Living longer has become common in Japan. Remaining healthy, independent, and mentally sharp into old age is a different challenge entirely.

 

TA Medical Research Team  ·  Longevity Series  ·  6 min read  ·  Health-span & Aging


The oldest woman in her village has never heard the word healthspan. She does not need to. At 97, she still tends her garden in the early morning before the heat arrives. Her knees are not what they were. But she moves. She eats with her neighbours three times a week. She has opinions about things. She laughs easily.

 

Her granddaughter, 44 years old, was diagnosed with hypertension last spring.

 

Scientists have been coming to Okinawa for decades to understand the difference between these two women. What they keep finding surprises them — not because it is complex, but because it is so ordinary.


 

01 Living Long and Living Well Are Not the Same Thing


Japan counts its years carefully. Average life expectancy, regularly among the highest in the world, is a source of quiet national pride. What gets counted far less carefully is what those years actually feel like from the inside.

 

In March 2026, researchers at the Buck Institute for Research on Aging published a detailed analysis of exactly this gap. Their starting point was something most people sense but rarely see measured: that the years medicine has added to human life are not always the years people imagined when they hoped to live long. Globally, the average person spends 8 to 10 years in poor health before they die — managing chronic conditions, losing physical independence, or in various degrees of cognitive decline. In Japan, those conditions have specific names and specific numbers, and they are worth knowing.

 

In Japan, the picture is specific. Dementia became the leading cause of death in 2021 and is expected to affect one in three people over 65 by 2030. Stroke touches one in six Japanese at some point in their lives. The lifetime risk of cancer is approaching one in two. Sarcopenia — the gradual loss of muscle mass and strength — affects more than half of all adults past 80 and is the primary reason independence is eventually lost. Diabetes, which rarely appears alone in death statistics, quietly accelerates all of the above and shortens life by six to eight years in those it affects.



 

 None of these conditions appeared suddenly. Each built up over decades, in the background of ordinary life, before becoming visible. Which raises a question the Buck Institute researchers take seriously: if they were building for that long before anyone noticed, when was the right time to act?


 

02 What Changed on the Plate


There is one way to understand Japan’s current disease burden that does not require any medical knowledge at all. Look at what the country ate across three generations, and then look at how the country’s health began to change.


Period

What Was on the Plate

What Appeared in the Clinics

1950

Fish, tofu, miso soup, vegetables, sweet potato, rice. Frying pans uncommon. Sugar a festival luxury. Nothing processed.
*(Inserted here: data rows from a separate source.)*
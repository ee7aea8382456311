// Copyright 2025 Chris Custine
//
// Licensed under the Apache License, Version 2.0 (the "License");
// you may not use this file except in compliance with the License.
// You may obtain a copy of the License at
//
//     http://www.apache.org/licenses/LICENSE-2.0
//
// Unless required by applicable law or agreed to in writing, software
// distributed under the License is distributed on an "AS IS" BASIS,
// WITHOUT WARRANTIES OR CONDITIONS OF ANY KIND, either express or implied.
// See the License for the specific language governing permissions and
// limitations under the License.

//! Four-panel map window.
//!
//! Each panel is a `walkers` map with the base layer as its primary tiles and
//! the remaining layers stacked on top at their configured opacity. Panels
//! bound to the same view share one `MapMemory`, so dragging or zooming one
//! moves all of them.

use std::collections::BTreeSet;
use std::sync::Arc;

use eframe::egui;
use log::{debug, info, warn};
use panel_config::{
    assemble_panels, build_layers, build_view, fit_extent, ConfigError, Control, Extent,
    LayerDefinition, Legend, LonLat, Panel, TileAddress, ViewDefinition, ViewHandle, WebMercator,
};
use walkers::{lon_lat, Map, MapMemory};

use crate::config::AppConfig;
use crate::tiles::LayerTiles;

/// Spacing between neighbouring panels, in points.
const PANEL_GAP: f32 = 4.0;

/// Width of the legend box drawn in a panel's top-right corner.
const LEGEND_WIDTH: f32 = 180.0;

/// Build the panels described by `config`.
///
/// Every service URL is exercised once here so that a malformed endpoint
/// stops startup instead of producing blank tiles.
pub fn build_panels(config: &AppConfig) -> Result<Vec<Panel>, ConfigError> {
    let month = config.date_filter.resolve();
    info!("Climate index layers filtered to {month}");

    let catalog = build_layers(month)?;
    let view = build_view(config.center(), config.zoom)?;
    let panels = assemble_panels(&catalog, &config.layout_table(), &view, config.view_sharing)?;

    check_service_urls(&panels)?;
    Ok(panels)
}

/// Build a request for the root tile of every layer, surfacing bad URLs.
pub fn check_service_urls(panels: &[Panel]) -> Result<(), ConfigError> {
    let root = TileAddress::new(0, 0, 0);
    for layer in panels.iter().flat_map(|p| p.layers.iter()) {
        layer.tile_request(root)?;
    }
    Ok(())
}

/// Split `rect` into cells for `count` panels: one or two side by side, otherwise a 2x2 grid.
pub fn grid_cells(rect: egui::Rect, count: usize) -> Vec<egui::Rect> {
    let (cols, rows) = match count {
        0 => return Vec::new(),
        1 => (1, 1),
        2 => (2, 1),
        _ => (2, 2),
    };

    let cell = egui::vec2(rect.width() / cols as f32, rect.height() / rows as f32);
    (0..count.min(cols * rows))
        .map(|i| {
            let min = rect.min + egui::vec2((i % cols) as f32 * cell.x, (i / cols) as f32 * cell.y);
            egui::Rect::from_min_size(min, cell)
        })
        .collect()
}

/// Projected area shown by a map of `size` points centred on `center`.
fn visible_extent(center: LonLat, zoom: f64, size: egui::Vec2) -> Option<Extent> {
    let center = WebMercator::project(center).ok()?;
    let resolution = WebMercator::resolution(zoom);
    let half_width = f64::from(size.x) / 2.0 * resolution;
    let half_height = f64::from(size.y) / 2.0 * resolution;

    Some(Extent::new(
        center.x - half_width,
        center.y - half_height,
        center.x + half_width,
        center.y + half_height,
    ))
}

/// One view shared by every panel bound to it.
struct ViewSlot {
    handle: ViewHandle,
    memory: MapMemory,
}

impl ViewSlot {
    fn new(handle: ViewHandle) -> Self {
        let view = handle.get();
        let mut slot = Self {
            handle,
            memory: MapMemory::default(),
        };
        slot.show(view);
        slot
    }

    /// Move the map widget to `view`. The shared view follows on the next [`ViewSlot::sync`].
    fn show(&mut self, view: ViewDefinition) {
        if self.memory.set_zoom(f64::from(view.zoom)).is_err() {
            warn!("Zoom level {} not supported by the map widget", view.zoom);
        }
        let center = view.geographic_center();
        self.memory.center_at(lon_lat(center.lon, center.lat));
    }

    /// Current center as tracked by the map widget.
    fn center(&self) -> LonLat {
        self.memory
            .detached()
            .map_or_else(|| self.handle.get().geographic_center(), |p| LonLat::new(p.x(), p.y()))
    }

    /// Copy the widget's pan and zoom back into the shared view.
    fn sync(&self) {
        if let Err(e) = self.handle.pan_to(self.center()) {
            debug!("Ignoring out-of-range pan: {e}");
        }

        let zoom = self.memory.zoom().round().clamp(0.0, 20.0) as u8;
        if zoom != self.handle.get().zoom {
            if let Err(e) = self.handle.set_zoom(zoom) {
                debug!("Ignoring zoom change: {e}");
            }
        }
    }
}

struct PanelState {
    target: String,
    base: LayerTiles,
    overlays: Vec<LayerTiles>,
    view_slot: usize,
    controls: BTreeSet<Control>,
}

impl PanelState {
    fn title(&self) -> String {
        let overlays: Vec<&str> = self
            .overlays
            .iter()
            .filter(|o| o.layer.visible)
            .map(|o| o.layer.legend.as_ref().map_or(o.layer.name.as_str(), |l| l.title))
            .collect();
        format!("{} │ {}", self.target, overlays.join(" + "))
    }

    fn layers(&self) -> impl Iterator<Item = &Arc<LayerDefinition>> {
        std::iter::once(&self.base.layer).chain(self.overlays.iter().map(|o| &o.layer))
    }
}

/// The viewer application.
pub struct PanelsApp {
    panels: Vec<PanelState>,
    views: Vec<ViewSlot>,
}

impl PanelsApp {
    pub fn new(panels: Vec<Panel>, cache_tiles: bool, ctx: &egui::Context) -> Self {
        let mut views: Vec<ViewSlot> = Vec::new();
        let mut states = Vec::with_capacity(panels.len());

        for panel in panels {
            let Some((base, overlays)) = panel.layers.split_first() else {
                warn!("Panel {} has no layers, skipping", panel.target);
                continue;
            };

            let view_slot = match views.iter().position(|v| v.handle.is_linked_to(&panel.view)) {
                Some(index) => index,
                None => {
                    views.push(ViewSlot::new(panel.view.clone()));
                    views.len() - 1
                }
            };

            states.push(PanelState {
                target: panel.target.clone(),
                base: LayerTiles::new(Arc::clone(base), cache_tiles, ctx),
                overlays: overlays
                    .iter()
                    .map(|layer| LayerTiles::new(Arc::clone(layer), cache_tiles, ctx))
                    .collect(),
                view_slot,
                controls: panel.controls,
            });
        }

        info!("Showing {} panels over {} view(s)", states.len(), views.len());
        Self { panels: states, views }
    }
}

impl eframe::App for PanelsApp {
    fn update(&mut self, ctx: &egui::Context, _frame: &mut eframe::Frame) {
        egui::CentralPanel::default()
            .frame(egui::Frame::NONE)
            .show(ctx, |ui| {
                let cells = grid_cells(ui.max_rect(), self.panels.len());
                for (panel, cell) in self.panels.iter_mut().zip(cells) {
                    let slot = &mut self.views[panel.view_slot];
                    show_panel(ui, panel, slot, cell.shrink(PANEL_GAP / 2.0));
                }
            });
    }
}

fn show_panel(ui: &mut egui::Ui, panel: &mut PanelState, slot: &mut ViewSlot, rect: egui::Rect) {
    let builder = egui::UiBuilder::new().max_rect(rect).id_salt(&panel.target);
    ui.scope_builder(builder, |ui| {
        let home = slot.handle.get().geographic_center();
        let visible = visible_extent(slot.center(), slot.memory.zoom(), rect.size());

        let mut map = Map::new(
            Some(&mut panel.base.tiles),
            &mut slot.memory,
            lon_lat(home.lon, home.lat),
        );
        for overlay in &mut panel.overlays {
            if !overlay.layer.visible {
                continue;
            }
            if visible.is_some_and(|area| !overlay.layer.intersects(&area)) {
                continue;
            }
            let opacity = overlay.opacity();
            map = map.with_layer(&mut overlay.tiles, opacity);
        }
        ui.add(map);

        ui.painter().text(
            rect.left_top() + egui::vec2(8.0, 8.0),
            egui::Align2::LEFT_TOP,
            panel.title(),
            egui::FontId::proportional(12.0),
            egui::Color32::BLACK,
        );

        if panel.controls.contains(&Control::Zoom) {
            zoom_control(ui, rect, &mut slot.memory);
        }
        if panel.controls.contains(&Control::Attribution) {
            attribution_control(ui, rect, panel);
        }
        if panel.controls.contains(&Control::Legend) {
            legend_control(ui, rect, panel, slot);
        }
    });

    slot.sync();
}

fn zoom_control(ui: &mut egui::Ui, rect: egui::Rect, memory: &mut MapMemory) {
    let size = egui::vec2(24.0, 24.0);
    let zoom_in = egui::Rect::from_min_size(rect.left_top() + egui::vec2(8.0, 28.0), size);
    let zoom_out = zoom_in.translate(egui::vec2(0.0, size.y + 4.0));

    if ui.put(zoom_in, egui::Button::new("+")).clicked() && memory.zoom_in().is_err() {
        debug!("Already at maximum zoom");
    }
    if ui.put(zoom_out, egui::Button::new("−")).clicked() && memory.zoom_out().is_err() {
        debug!("Already at minimum zoom");
    }
}

fn attribution_control(ui: &mut egui::Ui, rect: egui::Rect, panel: &PanelState) {
    let mut credits: Vec<(&str, Option<&str>)> = Vec::new();
    for layer in panel.layers().filter(|l| l.visible) {
        if let Some(text) = layer.attribution {
            if !credits.iter().any(|(t, _)| *t == text) {
                credits.push((text, layer.attribution_url));
            }
        }
    }

    let line_height = 16.0;
    let mut bottom = rect.bottom() - 6.0;
    for (text, url) in credits.into_iter().rev() {
        let line = egui::Rect::from_min_max(
            egui::pos2(rect.left() + 8.0, bottom - line_height),
            egui::pos2(rect.right() - 8.0, bottom),
        );
        let label = egui::RichText::new(text)
            .size(10.0)
            .color(egui::Color32::from_black_alpha(180));
        let response = ui.put(line, egui::Button::new(label).frame(false));

        if response.clicked() {
            if let Some(url) = url.filter(|u| !u.is_empty()) {
                if let Err(e) = webbrowser::open(url) {
                    warn!("Failed to open {url}: {e}");
                }
            }
        }
        bottom -= line_height;
    }
}

/// Legends of the visible layers. Clicking a title zooms to the area the legend describes.
fn legend_control(ui: &mut egui::Ui, rect: egui::Rect, panel: &PanelState, slot: &mut ViewSlot) {
    let legends: Vec<&Legend> = panel
        .layers()
        .filter(|l| l.visible)
        .filter_map(|l| l.legend.as_ref())
        .collect();
    if legends.is_empty() {
        return;
    }

    let area = egui::Rect::from_min_max(
        egui::pos2(rect.right() - LEGEND_WIDTH - 8.0, rect.top() + 8.0),
        egui::pos2(rect.right() - 8.0, rect.bottom() - 8.0),
    );

    let mut zoom_to = None;
    ui.scope_builder(egui::UiBuilder::new().max_rect(area), |ui| {
        egui::Frame::popup(ui.style()).show(ui, |ui| {
            for legend in &legends {
                let title = egui::RichText::new(legend.title).size(11.0).strong();
                let response = ui.add(egui::Button::new(title).frame(false));
                if response.clicked() {
                    zoom_to = legend.extent;
                }
                if let Some(url) = legend.image_url {
                    ui.add(egui::Image::new(url).max_width(LEGEND_WIDTH - 16.0));
                }
            }
        });
    });

    if let Some(extent) = zoom_to {
        let size = rect.size();
        let view = fit_extent(&extent, f64::from(size.x), f64::from(size.y));
        debug!("Zooming {} to legend extent at zoom {}", panel.target, view.zoom);
        slot.show(view);
    }
}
Main killers: tuberculosis, parasites, respiratory infections. Diabetes, dementia, heart disease — barely counted.

1975

Frying became normal — tonkatsu, tempura, croquettes. Dairy into school lunches. Snacks and soft drinks on every shelf. Bread alongside rice.

Hypertension rising. Early heart disease. Cancer beginning its climb.

1989–now

Cheap seed oils in every convenience store bento. Sugar in everything. Bread and instant noodles replacing rice for many. Meat dominant; fish, tofu, and miso increasingly occasional.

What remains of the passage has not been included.